How to Overcome a Retirement Shortfall

People are living longer these days. That is good news, of course, but it also means that you may have to provide yourself with a bigger cushion in retirement than you had initially intended. What’s more, uncertainty over future Social Security benefits as Baby Boomers continue to swell the rolls adds to the concerns. As a result, you could face a personal shortfall, especially if you incur unforeseen expenses from a medical condition or some other situation.

What should you do? The first thing is not to panic. Even if retirement is imminent, you may be able to make up lost ground quickly or take other steps to protect yourself. Here are several ideas to consider.

  • Ramp up your retirement savings. For example, if you participate in a 401(k) plan where you work, you can generally defer up to $17,500 to the plan in 2013. This figure increases to $23,000 for those age 50 and older. Just a few years of contributions at or near the maximum level can significantly bolster your account.

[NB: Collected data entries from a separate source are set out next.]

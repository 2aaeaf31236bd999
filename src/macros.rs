//! Severity-level logging macros.
//!
//! Each level is controlled by a cargo feature (`log-info`, `log-warn`,
//! `log-error`, higher levels implying lower ones). A disabled level's
//! macro expands to `()`, removing all formatting and allocation
//! overhead at compile time. The macros discard the dispatch result;
//! callers that care about delivery call the `Logger` methods directly.

#[cfg(feature = "log-info")]
#[macro_export]
macro_rules! log_info {
	($logger:expr, $($arg:tt)*) => {{
		let _ = $logger.info(format_args!($($arg)*));
	}};
}

#[cfg(not(feature = "log-info"))]
#[macro_export]
macro_rules! log_info {
	($($arg:tt)*) => {
		()
	};
}

#[cfg(feature = "log-warn")]
#[macro_export]
macro_rules! log_warn {
	($logger:expr, $($arg:tt)*) => {{
		let _ = $logger.warn(format_args!($($arg)*));
	}};
}

#[cfg(not(feature = "log-warn"))]
#[macro_export]
macro_rules! log_warn {
	($($arg:tt)*) => {
		()
	};
}

#[cfg(feature = "log-error")]
#[macro_export]
macro_rules! log_error {
	($logger:expr, $($arg:tt)*) => {{
		let _ = $logger.error(format_args!($($arg)*));
	}};
}

#[cfg(not(feature = "log-error"))]
#[macro_export]
macro_rules! log_error {
	($($arg:tt)*) => {
		()
	};
}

  • Work on the budget. Now that you are aware of a potential shortfall, you might want to dial down your expectations. Make realistic estimates about the income you expect to have coming in and the expenses going out. Although you will likely be paying less for housing (see below) and other items such as life insurance—especially if your children are already adults—consider the impact of potential increases in some expenses such as travel expenditures.
  • Move to a smaller home. For most people, housing is the largest overall cost, representing on average more than one-third of overall spending. If your kids have flown the coop but you’re still living in the large home where you raised them, it may be time to downsize. In addition, you might want to move to a state with a different climate, taking state income taxes into account. Of course, various other factors—such as proximity to family and personal preferences—will come into play.

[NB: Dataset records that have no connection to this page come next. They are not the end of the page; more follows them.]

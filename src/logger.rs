//!
//! logger.rs
//!
//! The sink registry, dispatch engine and lifecycle controller.
//!

use alloc::{boxed::Box, fmt, string::String, vec::Vec};

use spin::Mutex;

use crate::{
	color::{self, Color},
	config::LoggerConfig,
	error::LogError,
	flags::SinkFlags,
	time,
	traits::{clock::Clock, sink_write::SinkWrite}
};

const INFO_TAG: &str = "INFO";
const WARN_TAG: &str = "WARN";
const ERROR_TAG: &str = "ERROR";

/// A registered output destination plus its formatting/behavior flags.
struct Sink {
	handle: Box<dyn SinkWrite + Send>,
	flags: SinkFlags
}

impl Sink {
	/// Writes one dispatch's worth of fields to this sink, honoring the
	/// flag mask. Field order: time, space, tag, `": "`, message,
	/// newline. A failed field write is recorded and the remaining
	/// fields are still attempted.
	fn write_line(&mut self, time_field: &[u8], tag_field: &[u8], msg: &[u8]) -> Result<(), LogError> {
		let flags = self.flags;
		let mut result = Ok(());
		let mut wrote_header = false;

		if flags.contains(SinkFlags::PRINT_TIME) {
			result = result.and(self.handle.write_all(time_field));
			wrote_header = true;
		}
		if flags.contains(SinkFlags::PRINT_TIME | SinkFlags::PRINT_TYPE) {
			result = result.and(self.handle.write_all(b" "));
		}
		if flags.contains(SinkFlags::PRINT_TYPE) {
			result = result.and(self.handle.write_all(tag_field));
			wrote_header = true;
		}
		if flags.contains(SinkFlags::PRINT_MSG) {
			if wrote_header {
				result = result.and(self.handle.write_all(b": "));
			}
			result = result.and(self.handle.write_all(msg));
		}
		if flags.contains(SinkFlags::PRINT_ENDL) {
			result = result.and(self.handle.write_all(b"\n"));
		}
		if !flags.contains(SinkFlags::DONT_FLUSH) {
			result = result.and(self.handle.flush());
		}

		result
	}
}

/// The process-wide logging context: an insertion-ordered sink registry
/// behind one lock, plus the time source.
///
/// Every operation takes `&self`; the registry lock serializes both
/// mutations and dispatch. There is no uninitialized state to misuse —
/// [`init`](Logger::init) hands out the only handle, and dropping it
/// tears the registry down.
pub struct Logger {
	sinks: Mutex<Vec<Sink>>,
	clock: Box<dyn Clock + Send + Sync>,
	enabled: bool
}

impl Logger {
	/// Builds a logger from `config`: registers the default sinks it
	/// asks for, then writes the baseline color to whatever is
	/// colorable.
	///
	/// A registration failure aborts init and propagates; sinks already
	/// registered are released when the partially built logger drops.
	pub fn init(config: LoggerConfig) -> Result<Logger, LogError> {
		let logger = Logger {
			sinks: Mutex::new(Vec::new()),
			clock: config.clock,
			enabled: config.enabled
		};

		#[cfg(feature = "std")]
		{
			if config.stdout {
				logger.register_sink(
					Box::new(crate::sinks::stdout::StdoutSink::new()),
					config.platform.stdout_flags(config.force_color)
				)?;
			}
			if let Some(path) = &config.file_path {
				logger.register_file_sink(path)?;
			}
		}

		logger.set_color(Some(Color::Reset));
		Ok(logger)
	}

	/// Appends a sink to the registry. Registration order determines
	/// dispatch order. Fails with [`LogError::Alloc`] when the backing
	/// storage cannot grow; the attempt is abandoned, nothing else is.
	pub fn register_sink(
		&self,
		handle: Box<dyn SinkWrite + Send>,
		flags: SinkFlags
	) -> Result<(), LogError> {
		let mut sinks = self.sinks.lock();
		sinks.try_reserve(1).map_err(|_| LogError::Alloc)?;
		sinks.push(Sink {
			handle,
			flags
		});
		Ok(())
	}

	/// Opens a write handle at `path` and registers it with the default
	/// file mask. When registration itself fails, the freshly opened
	/// handle drops closed before the error propagates.
	#[cfg(feature = "std")]
	pub fn register_file_sink<P: AsRef<std::path::Path>>(&self, path: P) -> Result<(), LogError> {
		let file = crate::sinks::file::FileSink::create(path)?;
		self.register_sink(Box::new(file), SinkFlags::FILE_DEFAULT)
	}

	/// True iff logging is enabled and at least one sink is registered.
	/// Advisory only: sinks can be added between this check and a later
	/// `emit`. The registry is strictly additive outside teardown, so
	/// the race never loses a sink mid-line.
	pub fn can_emit(&self) -> bool {
		self.enabled && !self.sinks.lock().is_empty()
	}

	/// Writes `color`'s escape sequence to every colorable sink.
	/// `None` is a no-op. Write failures here are best-effort ignored.
	pub fn set_color(&self, color: Option<Color>) {
		if !self.enabled {
			return;
		}
		if let Some(color) = color {
			let mut sinks = self.sinks.lock();
			Self::paint(&mut *sinks, color);
		}
	}

	/// Formats one line and fans it out to every registered sink.
	///
	/// The message body is resolved to a string before the registry
	/// lock is taken; the lock is then held for the whole dispatch, so
	/// lines from concurrent callers never interleave byte-by-byte on
	/// any sink. A write failure on one sink does not stop delivery to
	/// the others; if any sink failed, [`LogError::Write`] comes back
	/// once after all sinks were attempted.
	pub fn emit(
		&self,
		color: Option<Color>,
		tag: &str,
		args: fmt::Arguments<'_>
	) -> Result<(), LogError> {
		if !self.enabled {
			return Ok(());
		}

		let msg = fmt::format(args);
		let tag_field = Self::tag_field(tag);

		let mut sinks = self.sinks.lock();

		let stamp = time::format_elapsed(self.clock.elapsed_seconds());
		let mut time_field = [0u8; 10];
		time_field[0] = b'[';
		time_field[1..9].copy_from_slice(&stamp);
		time_field[9] = b']';

		if let Some(color) = color {
			Self::paint(&mut *sinks, color);
		}

		let mut failed = false;
		for sink in sinks.iter_mut() {
			if sink
				.write_line(&time_field, tag_field.as_bytes(), msg.as_bytes())
				.is_err()
			{
				failed = true;
			}
		}

		if failed {
			Err(LogError::Write)
		} else {
			Ok(())
		}
	}

	/// Info-severity shorthand: cyan, `INFO` tag.
	pub fn info(&self, args: fmt::Arguments<'_>) -> Result<(), LogError> {
		self.emit(Some(color::INFO_COLOR), INFO_TAG, args)
	}

	/// Warn-severity shorthand: yellow, `WARN` tag.
	pub fn warn(&self, args: fmt::Arguments<'_>) -> Result<(), LogError> {
		self.emit(Some(color::WARN_COLOR), WARN_TAG, args)
	}

	/// Error-severity shorthand: red, `ERROR` tag.
	pub fn error(&self, args: fmt::Arguments<'_>) -> Result<(), LogError> {
		self.emit(Some(color::ERROR_COLOR), ERROR_TAG, args)
	}

	/// Drains the registry in reverse insertion order, closing every
	/// sink not flagged `DONT_CLOSE`. Idempotent; a second call finds
	/// an empty registry and does nothing. Registrations afterwards are
	/// permitted and start a fresh sink list.
	pub fn shutdown(&self) {
		let mut sinks = self.sinks.lock();
		while let Some(mut sink) = sinks.pop() {
			if !sink.flags.contains(SinkFlags::DONT_CLOSE) {
				let _ = sink.handle.close();
			}
		}
	}

	fn paint(sinks: &mut [Sink], color: Color) {
		for sink in sinks.iter_mut() {
			if sink.flags.contains(SinkFlags::COLORABLE) {
				let _ = sink.handle.write_all(color.code().as_bytes());
			}
		}
	}

	#[cfg(feature = "std")]
	fn tag_field(tag: &str) -> String {
		let current = std::thread::current();
		format!("[{}/{}]", current.name().unwrap_or("?"), tag)
	}

	#[cfg(not(feature = "std"))]
	fn tag_field(tag: &str) -> String {
		format!("[{}]", tag)
	}
}

impl Drop for Logger {
	fn drop(&mut self) {
		self.shutdown();
	}
}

  • Refinance your current home. If you decide to stay put, you should probably refinance an existing mortgage if you are paying a rate higher than the current rates. At the beginning of 2013, mortgage rates had reached historic lows. Even though rates have increased slightly since then, you may save tens of thousands of dollars over time by refinancing. Note that your interest payments will generally continue to be tax-deductible.

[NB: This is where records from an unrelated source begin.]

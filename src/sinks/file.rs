//!
//! file.rs
//!
//! File-path sink for user-space builds.
//!

use std::{
	fs::File,
	io::Write,
	path::Path
};

use crate::{error::LogError, traits::sink_write::SinkWrite};

/// Sink over a truncating write handle at a filesystem path. Owned by
/// the registry once registered; closed at teardown unless the sink was
/// flagged `DONT_CLOSE`.
pub struct FileSink {
	file: File
}

impl FileSink {
	/// Opens `path` for writing, truncating any existing file.
	pub fn create<P: AsRef<Path>>(path: P) -> Result<Self, LogError> {
		let file = File::create(path).map_err(|_| LogError::Open)?;
		Ok(Self {
			file
		})
	}
}

impl SinkWrite for FileSink {
	fn write(&mut self, buf: &[u8]) -> Result<usize, LogError> {
		self.file.write(buf).map_err(|_| LogError::Write)
	}

	fn flush(&mut self) -> Result<(), LogError> {
		self.file.flush().map_err(|_| LogError::Write)
	}

	fn close(&mut self) -> Result<(), LogError> {
		self.file.sync_all().map_err(|_| LogError::Write)
	}
}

  • Do not quit for good. Just because you have reached retirement age does not mean you have to stop working completely. If needed, you could pursue part-time employment, preferably in a line of work you enjoy. For some individuals, working full-time a little longer is also a viable option.

Everyone’s situation is different, so all of these ideas, some of them or none of them may be right for you. The most important thing to do is to assess your financial status and go from there.